====== DATA FOR PROCESSING

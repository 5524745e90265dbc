//! Error taxonomy for the tool-invocation client.

use serde_json::Value;

use crate::protocol::{JsonRpcError, RESOURCE_NOT_FOUND};

/// Errors surfaced by [`Session`](crate::session::Session) operations.
#[derive(Debug, thiserror::Error)]
pub enum ClientError {
    /// The channel could not be established, or dropped unexpectedly.
    #[error("connection: {0}")]
    Connection(String),

    /// No response arrived within the configured deadline.
    #[error("timeout: no response to {method} within {after_ms}ms")]
    Timeout { method: String, after_ms: u64 },

    /// Malformed message, unknown identifier, or missing required field.
    #[error("protocol: {0}")]
    Protocol(String),

    /// Locally-detected invalid call arguments, rejected before transmission.
    #[error("validation: {0}")]
    Validation(String),

    /// The remote explicitly returned an error object. Code, message and
    /// data are carried verbatim, never reinterpreted.
    #[error("remote error {code}: {message}")]
    Remote {
        code: i64,
        message: String,
        data: Option<Value>,
    },

    /// The remote reported the requested resource URI unknown.
    #[error("not found: {0}")]
    NotFound(String),

    #[error("IO: {0}")]
    Io(#[from] std::io::Error),

    #[error("JSON: {0}")]
    Json(#[from] serde_json::Error),
}

impl From<JsonRpcError> for ClientError {
    fn from(err: JsonRpcError) -> Self {
        ClientError::Remote {
            code: err.code,
            message: err.message,
            data: err.data,
        }
    }
}

impl ClientError {
    /// Whether a remote error object denotes an unknown resource URI.
    pub(crate) fn is_resource_not_found(err: &JsonRpcError) -> bool {
        err.code == RESOURCE_NOT_FOUND || err.message.to_lowercase().contains("not found")
    }
}

pub type Result<T> = std::result::Result<T, ClientError>;
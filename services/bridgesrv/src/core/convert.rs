//! Pure value conversion helpers shared by the protocol executors
//!
//! Conversions are side-effect free. Failures here are conversion errors,
//! distinct from transport errors: the scheduler never retries them,
//! because they will fail the same way on every attempt.

use edge_core::{ChannelType, ChannelValue};
use errors::{EdgeError, EdgeResult};

/// Raw wire value → engineering value with a scale factor applied
pub fn scale_raw(raw: f64, scale: f64) -> f64 {
    raw * scale
}

/// Engineering value → raw wire value, inverting the scale factor
pub fn unscale(value: f64, scale: f64) -> EdgeResult<f64> {
    if scale == 0.0 {
        return Err(EdgeError::conversion("scale factor must not be zero"));
    }
    Ok(value / scale)
}

/// Numeric payload of a channel value, for codecs that only move numbers
pub fn value_as_f64(value: &ChannelValue) -> EdgeResult<f64> {
    value
        .as_f64()
        .or_else(|| value.as_i64().map(|i| i as f64))
        .ok_or_else(|| {
            EdgeError::conversion(format!(
                "cannot represent {:?} value as a number",
                value.channel_type()
            ))
        })
}

/// Parse a textual wire payload into the declared channel type
pub fn parse_text(payload: &str, target: ChannelType) -> EdgeResult<ChannelValue> {
    let trimmed = payload.trim();
    let parsed = match target {
        ChannelType::Bool => match trimmed.to_ascii_lowercase().as_str() {
            "true" | "1" | "on" => Some(ChannelValue::Bool(true)),
            "false" | "0" | "off" => Some(ChannelValue::Bool(false)),
            _ => None,
        },
        ChannelType::Int => trimmed.parse::<i64>().ok().map(ChannelValue::Int),
        ChannelType::Float => trimmed.parse::<f64>().ok().map(ChannelValue::Float),
        ChannelType::Text => Some(ChannelValue::Text(trimmed.to_string())),
    };
    parsed.ok_or_else(|| {
        EdgeError::conversion(format!("payload {trimmed:?} is not a valid {target:?}"))
    })
}

/// Render a channel value as a wire payload
pub fn render_text(value: &ChannelValue) -> String {
    value.to_string()
}
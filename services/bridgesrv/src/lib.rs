//! Bridge Service (`bridgesrv`)
//!
//! Cyclic bridge scheduler for EdgeLink: once per global cycle every
//! protocol bridge executes its due tasks in priority order within a
//! bounded time budget, then a single process-image pass promotes all
//! staged channel values. Protocol bridges (Modbus, M-Bus, MQTT, REST)
//! share the task abstraction and differ only in their executors.

pub mod config;
pub mod core;
pub mod protocols;

pub use config::{AppConfig, BridgeConfig, ProtocolKind};
pub use crate::core::bridge::{Bridge, CycleStats, ProtocolExecutor};
pub use crate::core::scheduler::{CyclePhase, CycleReport, CycleScheduler};
pub use crate::core::task::{Priority, Task, TaskAddress, TaskDirection};
//! Configuration loading helpers
//!
//! Services describe their configuration as serde structs and load them
//! here. Merge order: config file (format picked by extension), then
//! environment variables with the service prefix. Later sources win.

use std::path::Path;

use figment::providers::{Env, Format, Json, Toml, Yaml};
use figment::Figment;
use serde::de::DeserializeOwned;

use errors::{EdgeError, EdgeResult};

/// Load a service configuration from `path`, overridable via `PREFIX_`
/// environment variables (figment nested keys, e.g. `BRIDGESRV_CYCLE_MS`).
pub fn load_config<T, P>(path: P, env_prefix: &str) -> EdgeResult<T>
where
    T: DeserializeOwned,
    P: AsRef<Path>,
{
    let path = path.as_ref();
    let extension = path
        .extension()
        .and_then(|s| s.to_str())
        .ok_or_else(|| EdgeError::config(format!("Invalid config extension: {}", path.display())))?;

    let figment = match extension {
        "json" => Figment::new().merge(Json::file(path)),
        "toml" => Figment::new().merge(Toml::file(path)),
        "yaml" | "yml" => Figment::new().merge(Yaml::file(path)),
        other => {
            return Err(EdgeError::config(format!(
                "Unsupported config format: {other}"
            )))
        },
    };

    figment
        .merge(Env::prefixed(env_prefix))
        .extract()
        .map_err(|e| EdgeError::config(format!("Failed to parse config: {e}")))
}

#[cfg(test)]
mod tests {
    use super::*;
    use serde::Deserialize;
    use std::io::Write;

    #[derive(Debug, Deserialize)]
    struct DemoConfig {
        cycle_ms: u64,
        name: String,
    }

    #[test]
    fn test_load_yaml() {
        let mut f = tempfile::Builder::new().suffix(".yaml").tempfile().unwrap();
        writeln!(f, "cycle_ms: 1000\nname: edge0").unwrap();

        let cfg: DemoConfig = load_config(f.path(), "DEMOCFG_").unwrap();
        assert_eq!(cfg.cycle_ms, 1000);
        assert_eq!(cfg.name, "edge0");
    }

    #[test]
    fn test_unsupported_extension() {
        let f = tempfile::Builder::new().suffix(".ini").tempfile().unwrap();
        let result: EdgeResult<DemoConfig> = load_config(f.path(), "DEMOCFG_");
        assert!(matches!(result, Err(EdgeError::Configuration(_))));
    }
}
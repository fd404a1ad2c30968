//! Channel: typed, access-controlled state cell with process-image
//! semantics
//!
//! Three slots live behind one mutex: `value` (committed, visible to
//! everyone), `next_value` (staged by the owning bridge during the current
//! cycle) and `next_write_value` (a write requested by a consumer, pending
//! consumption by the owner). `value` changes only when
//! [`Channel::next_process_image`] promotes the staged slot at the cycle
//! boundary, so concurrent readers never observe a half-updated cycle.

use std::sync::Arc;

use parking_lot::Mutex;
use serde::{Deserialize, Serialize};
use tracing::warn;

use errors::{EdgeError, EdgeResult};

use crate::value::{ChannelType, ChannelValue, Unit};

/// Channel access mode
#[derive(Debug, Clone, Copy, PartialEq, Eq, Serialize, Deserialize)]
pub enum AccessMode {
    ReadOnly,
    ReadWrite,
}

impl AccessMode {
    pub fn as_str(&self) -> &'static str {
        match self {
            Self::ReadOnly => "read-only",
            Self::ReadWrite => "read-write",
        }
    }
}

/// Channel identity: owning component id + channel id
#[derive(Debug, Clone, PartialEq, Eq, Hash, Serialize, Deserialize)]
pub struct ChannelAddress {
    pub component_id: String,
    pub channel_id: String,
}

impl ChannelAddress {
    pub fn new(component_id: impl Into<String>, channel_id: impl Into<String>) -> Self {
        Self {
            component_id: component_id.into(),
            channel_id: channel_id.into(),
        }
    }
}

impl std::fmt::Display for ChannelAddress {
    fn fmt(&self, f: &mut std::fmt::Formatter<'_>) -> std::fmt::Result {
        write!(f, "{}/{}", self.component_id, self.channel_id)
    }
}

/// Channel metadata, fixed at declaration time
#[derive(Debug, Clone, Serialize, Deserialize)]
pub struct Doc {
    pub channel_type: ChannelType,
    pub access_mode: AccessMode,
    pub unit: Unit,
    pub description: String,
    /// Mirror consumer writes straight into `next_value`. Used by virtual
    /// components that have no backing device, so the read view follows
    /// the write view without a bridge in between.
    pub mirror_write: bool,
}

impl Doc {
    pub fn of(channel_type: ChannelType) -> Self {
        Self {
            channel_type,
            access_mode: AccessMode::ReadOnly,
            unit: Unit::None,
            description: String::new(),
            mirror_write: false,
        }
    }

    #[must_use]
    pub fn access_mode(mut self, access_mode: AccessMode) -> Self {
        self.access_mode = access_mode;
        self
    }

    #[must_use]
    pub fn unit(mut self, unit: Unit) -> Self {
        self.unit = unit;
        self
    }

    #[must_use]
    pub fn description(mut self, description: impl Into<String>) -> Self {
        self.description = description.into();
        self
    }

    #[must_use]
    pub fn mirror_write_to_next_value(mut self) -> Self {
        self.mirror_write = true;
        self
    }
}

#[derive(Debug, Default)]
struct Slots {
    value: Option<ChannelValue>,
    next_value: Option<ChannelValue>,
    next_write_value: Option<ChannelValue>,
}

/// A single channel cell. Cheap to share (`Arc<Channel>`); all slot access
/// goes through one short-lived mutex.
#[derive(Debug)]
pub struct Channel {
    address: ChannelAddress,
    doc: Doc,
    slots: Mutex<Slots>,
}

impl Channel {
    pub fn new(address: ChannelAddress, doc: Doc) -> Arc<Self> {
        Arc::new(Self {
            address,
            doc,
            slots: Mutex::new(Slots::default()),
        })
    }

    pub fn address(&self) -> &ChannelAddress {
        &self.address
    }

    pub fn doc(&self) -> &Doc {
        &self.doc
    }

    pub fn channel_type(&self) -> ChannelType {
        self.doc.channel_type
    }

    pub fn unit(&self) -> Unit {
        self.doc.unit
    }

    /// Last promoted value. `None` while the channel is undefined.
    pub fn value(&self) -> Option<ChannelValue> {
        self.slots.lock().value.clone()
    }

    /// Stage the next value. Owner-only by convention; visible to readers
    /// only after the next process-image pass. Passing `None` stages the
    /// undefined state (e.g. an unresolved record position).
    ///
    /// A type-mismatched value degrades to a logged no-op rather than an
    /// error, since channel producers are frequently generic.
    pub fn set_next_value(&self, value: Option<ChannelValue>) {
        match value {
            None => self.slots.lock().next_value = None,
            Some(v) => match v.coerce_to(self.doc.channel_type) {
                Some(coerced) => self.slots.lock().next_value = Some(coerced),
                None => {
                    warn!(
                        channel = %self.address,
                        expected = ?self.doc.channel_type,
                        got = ?v.channel_type(),
                        "ignoring type-mismatched next value"
                    );
                },
            },
        }
    }

    /// Currently staged next value
    pub fn next_value(&self) -> Option<ChannelValue> {
        self.slots.lock().next_value.clone()
    }

    /// Promote `next_value` into `value`. Called once per global cycle by
    /// the registry pass; test harnesses may call it directly.
    pub fn next_process_image(&self) {
        let mut slots = self.slots.lock();
        slots.value = slots.next_value.clone();
    }

    /// Request a write. Any consumer may call this; the owning bridge
    /// consumes the request via [`Channel::get_next_write_value_and_reset`].
    pub fn set_next_write_value(&self, value: ChannelValue) -> EdgeResult<()> {
        if self.doc.access_mode != AccessMode::ReadWrite {
            return Err(EdgeError::InvalidAccessMode {
                channel: self.address.to_string(),
                mode: self.doc.access_mode.as_str().to_string(),
            });
        }
        let Some(coerced) = value.coerce_to(self.doc.channel_type) else {
            warn!(
                channel = %self.address,
                expected = ?self.doc.channel_type,
                got = ?value.channel_type(),
                "ignoring type-mismatched write request"
            );
            return Ok(());
        };
        let mut slots = self.slots.lock();
        if self.doc.mirror_write {
            slots.next_value = Some(coerced.clone());
        }
        slots.next_write_value = Some(coerced);
        Ok(())
    }

    /// Pending write request, left in place
    pub fn get_next_write_value(&self) -> Option<ChannelValue> {
        self.slots.lock().next_write_value.clone()
    }

    /// Pending write request, consumed atomically. Two calls without an
    /// intervening write return present-then-absent, which is what caps a
    /// staged value at one physical write.
    pub fn get_next_write_value_and_reset(&self) -> Option<ChannelValue> {
        self.slots.lock().next_write_value.take()
    }
}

============

> PROBLEM DESCRIPTION:
Starting with the first line of the data above, copy each line exactly until you reach the line with "#[derive(Debug, thiserror::Error)]"; include that line as well.

> OUTPUT FOR THIS TASK:
repository 5524745e90265dbc
//! Error taxonomy for the tool-invocation client.

use serde_json::Value;

use crate::protocol::{JsonRpcError, RESOURCE_NOT_FOUND};

/// Errors surfaced by [`Session`](crate::session::Session) operations.
#[derive(Debug, thiserror::Error)]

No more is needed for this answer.